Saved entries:
--*--

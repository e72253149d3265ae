use std::io::Write;

use folio_core::{
    LogLine, Markup, MascotState, Mood, PanelState, SpanStyle, Tone,
    console::Hint,
};
use owo_colors::OwoColorize;
use rustyline_async::SharedWriter;

/// Standard output formatting for the CLI
///
/// Inside the console session every line goes through the readline
/// SharedWriter so the prompt is redrawn below it.
#[derive(Clone, Default)]
pub struct Output {
    writer: Option<SharedWriter>,
}

impl Output {
    pub fn new() -> Self {
        Self::default()
    }

    pub fn with_writer(mut self, writer: SharedWriter) -> Self {
        self.writer = Some(writer);
        self
    }

    /// Print one raw line
    pub fn print(&self, line: &str) {
        match &self.writer {
            Some(writer) => {
                let mut writer = writer.clone();
                let _ = writeln!(writer, "{}", line);
            }
            None => println!("{}", line),
        }
    }

    /// Print a system/status message (indented)
    pub fn status(&self, message: &str) {
        self.print(&format!("  {}", message.dimmed()));
    }

    /// Print a labelled value (indented)
    pub fn info(&self, label: &str, value: &str) {
        self.print(&format!("  {} {}", label.bright_blue(), value));
    }

    pub fn success(&self, message: &str) {
        self.print(&format!("  {} {}", "✓".bright_green(), message));
    }

    pub fn error(&self, message: &str) {
        self.print(&format!("  {} {}", "✗".bright_red(), message));
    }

    pub fn warning(&self, message: &str) {
        self.print(&format!("  {} {}", "⚠".yellow(), message));
    }

    /// Print a section header
    pub fn section(&self, title: &str) {
        self.print("");
        self.print(&format!("{}", title.bright_cyan().bold()));
        self.print(&format!("{}", "─".repeat(40).dimmed()));
    }

    /// Print a list item (already indented)
    pub fn list_item(&self, item: &str) {
        self.print(&format!("    • {}", item));
    }

    /// Print a key/value pair with aligned keys
    pub fn kv(&self, key: &str, value: &str) {
        self.print(&format!("  {:<14} {}", format!("{}:", key).dimmed(), value));
    }

    /// Print a console log line in its tone
    pub fn log_line(&self, line: &LogLine) {
        let marker = match line.tone {
            Tone::Muted => "·".dimmed().to_string(),
            Tone::Warn => "›".yellow().to_string(),
            Tone::Error => "✗".bright_red().to_string(),
            Tone::Ok => "✓".bright_green().to_string(),
        };
        self.print(&format!("  {} {}", marker, render_markup(&line.text)));
    }

    pub fn hint(&self, hint: &Hint) {
        self.print(&format!("  {} {}", "hint".dimmed(), render_markup(&hint.to_markup())));
    }

    pub fn mascot(&self, state: &MascotState) {
        let face = mood_face(state.mood);
        if state.tip.is_empty() {
            self.print(&format!("  {} {}", face, state.mood.dimmed()));
        } else {
            self.print(&format!(
                "  {} {} {}",
                face,
                state.mood.dimmed(),
                state.tip.bright_white()
            ));
        }
    }

    pub fn panel(&self, panel: PanelState) {
        let label = match panel {
            PanelState::Expanded => "console expanded",
            PanelState::Minimized => "console minimized",
            PanelState::Hidden => "console hidden",
        };
        self.status(label);
    }
}

/// Render styled spans with terminal colors
pub fn render_markup(markup: &Markup) -> String {
    markup
        .spans()
        .iter()
        .map(|span| match span.style {
            SpanStyle::Plain => span.text.clone(),
            SpanStyle::Verb => span.text.bright_magenta().to_string(),
            SpanStyle::Section => span.text.bright_cyan().to_string(),
            SpanStyle::Path => span.text.blue().to_string(),
            SpanStyle::Command => span.text.bright_yellow().to_string(),
            SpanStyle::Note => span.text.dimmed().to_string(),
            SpanStyle::Ok => span.text.bright_green().to_string(),
            SpanStyle::Error => span.text.bright_red().to_string(),
        })
        .collect()
}

fn mood_face(mood: Mood) -> &'static str {
    match mood {
        Mood::Idle => "(•‿•)",
        Mood::Typing => "(•̀ᴗ•́)⌨",
        Mood::Deploy => "(•̀ᴗ•́)🚀",
        Mood::Fetch => "(•_•)…",
        Mood::Ok => "(＾▽＾)",
        Mood::Error => "(×_×)",
        Mood::Clear => "(－‿－)",
        Mood::Health => "(•‿•)♥",
        Mood::Wave => "(•‿•)ノ",
        Mood::Fun => "(☆▽☆)",
    }
}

--*--

Work task:
For each line in the data that contains the string "message", give a copy of that line.

Response:
    /// Print a system/status message (indented)
    pub fn status(&self, message: &str) {
        self.print(&format!("  {}", message.dimmed()));
    pub fn success(&self, message: &str) {
        self.print(&format!("  {} {}", "✓".bright_green(), message));
    pub fn error(&self, message: &str) {
        self.print(&format!("  {} {}", "✗".bright_red(), message));
    pub fn warning(&self, message: &str) {
        self.print(&format!("  {} {}", "⚠".yellow(), message));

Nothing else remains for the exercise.